The author of the popular children’s book series Goosebumps has adapted more than a dozen of the titles to remove or change references to mental health, ethnicity and weight.
After JK Rowling’s Harry Potter, Goosebumps is the second highest-selling book series in the world.
Having once sold more than four million copies a month, publisher Scholastic has been re-releasing the children’s horror novels as edited ebooks, according to The Times, amid ongoing rows about censorship in publishing.
More than 100 edits have been made by author RL Stine to his original works, with examples including characters now being described as “cheerful” rather than “plump”.
References to villains making victims “slaves” have also been removed.
While the word “crazy” has also been swapped for “silly” and other alternatives, The Times reports.
The first of the Goosebumps books were published in 1992. The series includes works like Welcome to Dead House and Stay Out of the Basement.
Changes to the original texts come shortly after Rishi Sunak condemned the rewriting of Roald Dahl’s children’s books.
The prime minister quoted the Big Friendly Giant’s warning not to “gobblefunk” with words, when condemning the move that was also branded as “absurd censorship” by author Sir Salman Rushdie.
Copies of Ian Fleming’s James Bond novels have also been amended to remove a number of references to race, and will be reissued later this year.
‘At least six chins’ description changed
Mr Stine, 79, from Ohio, US, originally published 62 books in the Goosebumps series. In 2015 it was adapted for the screen, in a film starring Jack Black, with a sequel following in 2018.
The Times reported that in one story about aliens abducting large people and eating them, a character described as having “at least six chins” is now “at least six feet six”.

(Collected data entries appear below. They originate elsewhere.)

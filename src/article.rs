use chrono::{DateTime, Utc};
use serde::{Deserialize, Serialize};
use std::fmt;

use crate::entity::Entity;

/// Raw article payload accepted at the ingestion boundary.
#[derive(Debug, Clone, Serialize, Deserialize)]
pub struct RawArticle {
    pub title: String,
    pub content: String,
    pub source: String,
    #[serde(skip_serializing_if = "Option::is_none")]
    pub url: Option<String>,
    pub published_at: DateTime<Utc>,
}

#[derive(Debug, Clone, Copy, PartialEq, Eq, Hash, Serialize, Deserialize)]
#[serde(rename_all = "lowercase")]
pub enum SentimentLabel {
    Bullish,
    Bearish,
    Neutral,
}

impl fmt::Display for SentimentLabel {
    fn fmt(&self, f: &mut fmt::Formatter<'_>) -> fmt::Result {
        match self {
            SentimentLabel::Bullish => write!(f, "bullish"),
            SentimentLabel::Bearish => write!(f, "bearish"),
            SentimentLabel::Neutral => write!(f, "neutral"),
        }
    }
}

impl From<&str> for SentimentLabel {
    fn from(s: &str) -> Self {
        match s.to_lowercase().as_str() {
            "bullish" => SentimentLabel::Bullish,
            "bearish" => SentimentLabel::Bearish,
            _ => SentimentLabel::Neutral,
        }
    }
}

/// Full three-way probability distribution behind a sentiment call.
#[derive(Debug, Clone, Copy, Default, Serialize, Deserialize)]
pub struct SentimentDistribution {
    pub bullish: f32,
    pub bearish: f32,
    pub neutral: f32,
}

/// A sentiment call for one article. Absence of this struct is the "unset"
/// state, so a score can never exist without a label.
#[derive(Debug, Clone, Serialize, Deserialize)]
pub struct SentimentAssessment {
    pub label: SentimentLabel,
    /// Probability of the chosen label, in [0, 1].
    pub score: f32,
    pub distribution: SentimentDistribution,
    /// Set when the model failed and a neutral default was substituted.
    #[serde(default)]
    pub low_confidence: bool,
}

#[derive(Debug, Clone, Copy, PartialEq, Eq, Hash, Serialize, Deserialize)]
#[serde(rename_all = "snake_case")]
pub enum ImpactType {
    Direct,
    Sector,
    Regulatory,
    SupplyChain,
}

impl ImpactType {
    /// Tie-break priority: direct sorts before sector, sector before
    /// regulatory, regulatory before supply chain.
    pub fn priority(self) -> u8 {
        match self {
            ImpactType::Direct => 0,
            ImpactType::Sector => 1,
            ImpactType::Regulatory => 2,
            ImpactType::SupplyChain => 3,
        }
    }
}

impl fmt::Display for ImpactType {
    fn fmt(&self, f: &mut fmt::Formatter<'_>) -> fmt::Result {
        match self {
            ImpactType::Direct => write!(f, "direct"),
            ImpactType::Sector => write!(f, "sector"),
            ImpactType::Regulatory => write!(f, "regulatory"),
            ImpactType::SupplyChain => write!(f, "supply_chain"),
        }
    }
}

impl From<&str> for ImpactType {
    fn from(s: &str) -> Self {
        match s {
            "direct" => ImpactType::Direct,
            "sector" => ImpactType::Sector,
            "regulatory" => ImpactType::Regulatory,
            _ => ImpactType::SupplyChain,
        }
    }
}

/// A scored relationship between an article and a tradable security.
///
/// Within one article at most one impact exists per (symbol, impact type)
/// pair; the same symbol may appear once per distinct type.
#[derive(Debug, Clone, Serialize, Deserialize)]
pub struct StockImpact {
    pub stock_symbol: String,
    pub company_name: String,
    pub impact_type: ImpactType,
    pub confidence: f32,
    pub reasoning: String,
}

/// A fully processed article. Created at ingestion, populated stage by
/// stage, immutable once stored — re-ingestion of the same logical event
/// creates a new duplicate-linked record, never mutates the original.
#[derive(Debug, Clone, Serialize, Deserialize)]
pub struct Article {
    pub id: String,
    pub title: String,
    pub normalized_content: String,
    pub source: String,
    #[serde(skip_serializing_if = "Option::is_none")]
    pub url: Option<String>,
    pub published_at: DateTime<Utc>,
    pub ingested_at: DateTime<Utc>,
    pub is_duplicate: bool,
    /// Set iff duplicate or cluster representative. A representative's
    /// cluster_id equals its own id.
    #[serde(skip_serializing_if = "Option::is_none")]
    pub cluster_id: Option<String>,
    #[serde(skip_serializing_if = "Option::is_none")]
    pub sentiment: Option<SentimentAssessment>,
    pub entities: Vec<Entity>,
    pub stock_impacts: Vec<StockImpact>,
}

/// A logical event group: one representative, zero or more duplicate-linked
/// members. Append-only.
#[derive(Debug, Clone, Serialize, Deserialize)]
pub struct DedupCluster {
    pub id: String,
    pub representative_article_id: String,
    pub member_count: i64,
    pub first_seen: DateTime<Utc>,
    pub last_updated: DateTime<Utc>,
}

/// Tri-state result returned to the ingestion caller.
#[derive(Debug, Clone)]
pub enum IngestOutcome {
    Stored {
        article_id: String,
        cluster_id: String,
    },
    Duplicate {
        article_id: String,
        cluster_id: String,
        similarity: f32,
    },
}

impl IngestOutcome {
    pub fn article_id(&self) -> &str {
        match self {
            IngestOutcome::Stored { article_id, .. }
            | IngestOutcome::Duplicate { article_id, .. } => article_id,
        }
    }

    pub fn cluster_id(&self) -> &str {
        match self {
            IngestOutcome::Stored { cluster_id, .. }
            | IngestOutcome::Duplicate { cluster_id, .. } => cluster_id,
        }
    }
}
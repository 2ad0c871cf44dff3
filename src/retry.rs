use std::future::Future;
use std::time::Duration;

use tracing::warn;

use crate::error::PipelineError;

/// Maximum backoff delay between attempts.
const MAX_DELAY_MS: u64 = 30_000;

/// Runs `operation` with up to `max_retries` additional attempts on
/// retriable errors (unavailable dependencies, stage timeouts, partial
/// storage). `InvalidInput` is returned immediately — retrying malformed
/// input can never succeed.
///
/// Backoff doubles per attempt from `base_delay_ms`, with ±25% jitter,
/// capped at 30s.
pub async fn retry_with_backoff<T, F, Fut>(
    max_retries: u32,
    base_delay_ms: u64,
    mut operation: F,
) -> Result<T, PipelineError>
where
    F: FnMut() -> Fut,
    Fut: Future<Output = Result<T, PipelineError>>,
{
    let mut attempt = 0u32;
    loop {
        match operation().await {
            Ok(value) => return Ok(value),
            Err(err) => {
                if !err.is_retriable() || attempt >= max_retries {
                    return Err(err);
                }
                attempt += 1;
                let computed = base_delay_ms.saturating_mul(1u64 << (attempt - 1).min(10));
                let capped = computed.min(MAX_DELAY_MS);
                let delay_ms = (capped as f64 * (rand::random::<f64>() * 0.5 + 0.75)) as u64;
                warn!(
                    attempt,
                    max_retries,
                    delay_ms,
                    error = %err,
                    "transient failure, retrying after backoff"
                );
                tokio::time::sleep(Duration::from_millis(delay_ms)).await;
            }
        }
    }
}

#[cfg(test)]
mod tests {
    use super::*;
    use std::sync::atomic::{AtomicU32, Ordering};
    use std::sync::Arc;

    #[tokio::test]
    async fn succeeds_immediately_on_first_try() {
        let calls = Arc::new(AtomicU32::new(0));
        let c = Arc::clone(&calls);
        let result = retry_with_backoff(3, 0, || {
            let c = Arc::clone(&c);
            async move {
                c.fetch_add(1, Ordering::SeqCst);
                Ok::<u32, PipelineError>(42)
            }
        })
        .await;
        assert_eq!(result.unwrap(), 42);
        assert_eq!(calls.load(Ordering::SeqCst), 1);
    }

    #[tokio::test]
    async fn does_not_retry_invalid_input() {
        let calls = Arc::new(AtomicU32::new(0));
        let c = Arc::clone(&calls);
        let result = retry_with_backoff(3, 0, || {
            let c = Arc::clone(&c);
            async move {
                c.fetch_add(1, Ordering::SeqCst);
                Err::<u32, _>(PipelineError::InvalidInput("too short".into()))
            }
        })
        .await;
        assert_eq!(calls.load(Ordering::SeqCst), 1, "InvalidInput must not retry");
        assert!(matches!(result, Err(PipelineError::InvalidInput(_))));
    }

    #[tokio::test]
    async fn retries_dependency_failures_then_succeeds() {
        let calls = Arc::new(AtomicU32::new(0));
        let c = Arc::clone(&calls);
        let result = retry_with_backoff(3, 0, || {
            let c = Arc::clone(&c);
            async move {
                let attempt = c.fetch_add(1, Ordering::SeqCst) + 1;
                if attempt < 3 {
                    Err(PipelineError::dependency(
                        "vector store",
                        anyhow::anyhow!("connection refused"),
                    ))
                } else {
                    Ok(99u32)
                }
            }
        })
        .await;
        assert_eq!(result.unwrap(), 99);
        assert_eq!(calls.load(Ordering::SeqCst), 3);
    }

    #[tokio::test]
    async fn gives_up_after_max_retries() {
        let calls = Arc::new(AtomicU32::new(0));
        let c = Arc::clone(&calls);
        let result = retry_with_backoff(2, 0, || {
            let c = Arc::clone(&c);
            async move {
                c.fetch_add(1, Ordering::SeqCst);
                Err::<u32, _>(PipelineError::Timeout {
                    stage: "embed",
                    budget_ms: 10,
                })
            }
        })
        .await;
        assert_eq!(calls.load(Ordering::SeqCst), 3, "1 initial + 2 retries");
        assert!(matches!(result, Err(PipelineError::Timeout { .. })));
    }
}
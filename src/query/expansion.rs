use crate::catalog::EntityCatalog;
use crate::entity::EntityExtractionResult;

/// Query-time broadening of detected entities into related terms, used to
/// widen retrieval recall.
#[derive(Debug, Clone, Default)]
pub struct ExpandedContext {
    /// Canonical values of detected companies and regulators, for exact
    /// filter search.
    pub entity_values: Vec<String>,
    /// Detected sectors plus sectors reached through expansion (a
    /// company's own sector, a regulator's regulated sectors).
    pub sectors: Vec<String>,
    /// Related terms surfaced for the caller: tickers, in-sector peers,
    /// responsible regulators.
    pub related_terms: Vec<String>,
}

/// Expand detected entities against the catalog:
/// - company -> its ticker, its sector, its sector's regulators, in-sector peers
/// - regulator -> the sectors it regulates
/// - bare theme/keyword -> nothing extra (pure semantic path)
pub fn expand(detected: &EntityExtractionResult, catalog: &EntityCatalog) -> ExpandedContext {
    let mut context = ExpandedContext::default();

    for sector in &detected.sectors {
        push_unique(&mut context.sectors, &sector.value);
    }

    for company in &detected.companies {
        push_unique(&mut context.entity_values, &company.value);
        let Some(entry) = catalog.company_by_alias(&company.value) else {
            continue;
        };
        push_unique(&mut context.related_terms, &entry.ticker_nse);
        push_unique(&mut context.sectors, &entry.sector);
        for regulator in catalog.regulators_for_sector(&entry.sector) {
            push_unique(&mut context.related_terms, &regulator.name);
        }
        for peer in catalog.companies_in_sector(&entry.sector) {
            if peer.name != entry.name {
                push_unique(&mut context.related_terms, &peer.name);
            }
        }
    }

    for regulator in &detected.regulators {
        push_unique(&mut context.entity_values, &regulator.value);
        let Some(entry) = catalog.regulator_by_alias(&regulator.value) else {
            continue;
        };
        for sector in &entry.sectors {
            push_unique(&mut context.sectors, sector);
        }
    }

    context
}

fn push_unique(list: &mut Vec<String>, value: &str) {
    if !list.iter().any(|existing| existing == value) {
        list.push(value.to_string());
    }
}
use async_openai::config::OpenAIConfig;
use async_openai::types::{ChatCompletionRequestUserMessageArgs, CreateChatCompletionRequestArgs};
use async_openai::Client as OpenAIClient;
use ollama_rs::generation::completion::request::GenerationRequest;
use ollama_rs::Ollama;
use serde::Serialize;
use std::time::Instant;
use tracing::{info, warn};

use crate::article::Article;
use crate::TARGET_LLM_REQUEST;

/// Characters of each document included in the synthesis prompt.
const DOC_SNIPPET_CHARS: usize = 500;

#[derive(Clone)]
pub enum LLMClient {
    Ollama(Ollama),
    OpenAI(OpenAIClient<OpenAIConfig>),
}

/// A natural-language summary produced from the top retrieved documents.
#[derive(Debug, Clone, Serialize)]
pub struct SynthesizedAnswer {
    pub answer: String,
    pub sources_used: Vec<String>,
    pub latency_ms: u64,
}

/// Optional external collaborator that turns top query hits into a
/// synthesized answer. Its absence or failure is "no synthesized answer",
/// never an error.
pub struct AnswerSynthesizer {
    client: LLMClient,
    model: String,
}

impl AnswerSynthesizer {
    pub fn new(client: LLMClient, model: &str) -> Self {
        Self {
            client,
            model: model.to_string(),
        }
    }

    pub async fn synthesize(&self, query: &str, documents: &[&Article]) -> Option<SynthesizedAnswer> {
        if documents.is_empty() {
            return None;
        }

        let prompt = build_prompt(query, documents);
        let started = Instant::now();

        match self.generate(&prompt).await {
            Ok(answer) if !answer.trim().is_empty() => {
                let latency_ms = started.elapsed().as_millis() as u64;
                info!(
                    target: TARGET_LLM_REQUEST,
                    latency_ms,
                    documents = documents.len(),
                    "answer synthesis complete"
                );
                Some(SynthesizedAnswer {
                    answer: answer.trim().to_string(),
                    sources_used: documents.iter().map(|d| d.id.clone()).collect(),
                    latency_ms,
                })
            }
            Ok(_) => {
                warn!(target: TARGET_LLM_REQUEST, "synthesis returned empty answer");
                None
            }
            Err(e) => {
                warn!(target: TARGET_LLM_REQUEST, error = %e, "answer synthesis failed");
                None
            }
        }
    }

    async fn generate(&self, prompt: &str) -> anyhow::Result<String> {
        match &self.client {
            LLMClient::Ollama(ollama) => {
                let request = GenerationRequest::new(self.model.clone(), prompt.to_string());
                let response = ollama
                    .generate(request)
                    .await
                    .map_err(|e| anyhow::anyhow!("ollama generation failed: {e}"))?;
                Ok(response.response)
            }
            LLMClient::OpenAI(client) => {
                let request = CreateChatCompletionRequestArgs::default()
                    .model(&self.model)
                    .messages([ChatCompletionRequestUserMessageArgs::default()
                        .content(prompt)
                        .build()?
                        .into()])
                    .build()?;
                let response = client.chat().create(request).await?;
                Ok(response
                    .choices
                    .first()
                    .and_then(|choice| choice.message.content.clone())
                    .unwrap_or_default())
            }
        }
    }
}

fn build_prompt(query: &str, documents: &[&Article]) -> String {
    let mut prompt = String::from(
        "You are a financial news assistant. Answer the question using only the \
         numbered context articles below. Cite article numbers in brackets. If the \
         articles do not contain the answer, say so.\n\n",
    );
    for (i, doc) in documents.iter().enumerate() {
        let snippet: String = doc.normalized_content.chars().take(DOC_SNIPPET_CHARS).collect();
        prompt.push_str(&format!(
            "[{}] {} ({}): {}\n",
            i + 1,
            doc.title,
            doc.source,
            snippet
        ));
    }
    prompt.push_str(&format!("\nQuestion: {}\nAnswer:", query));
    prompt
}

#[cfg(test)]
mod tests {
    use super::*;
    use crate::testing::sample_article;

    #[test]
    fn prompt_numbers_documents_and_carries_the_question() {
        let a = sample_article("a1");
        let b = sample_article("a2");
        let prompt = build_prompt("What moved bank stocks?", &[&a, &b]);
        assert!(prompt.contains("[1] Article a1"));
        assert!(prompt.contains("[2] Article a2"));
        assert!(prompt.contains("Question: What moved bank stocks?"));
    }

    #[tokio::test]
    async fn no_documents_means_no_answer() {
        let synthesizer = AnswerSynthesizer::new(
            LLMClient::Ollama(Ollama::new("http://localhost".to_string(), 1)),
            "test-model",
        );
        assert!(synthesizer.synthesize("anything", &[]).await.is_none());
    }

    #[tokio::test]
    async fn unreachable_backend_means_no_answer_not_an_error() {
        // Port 1 refuses connections; the synthesizer must swallow it.
        let synthesizer = AnswerSynthesizer::new(
            LLMClient::Ollama(Ollama::new("http://localhost".to_string(), 1)),
            "test-model",
        );
        let article = sample_article("a1");
        assert!(synthesizer
            .synthesize("anything", &[&article])
            .await
            .is_none());
    }
}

In another book, a reference to wolf-whistling has been removed, while another character has been stripped of descriptions such as resembling a “bowling ball” and having “squirrel cheeks”.
Numerous mentions of the word “crazy” have also been removed across the series. Replacements include “silly”, “wild”, “scary”, “lost her mind” and “stressed”. The term “a real nut” is now “a real wild one” and “nutcase” is “weirdo”.
The adaptations are reportedly part of an ebook re-release that began in 2018.
The Times said Stine and Scholastic did not respond to a request for comment.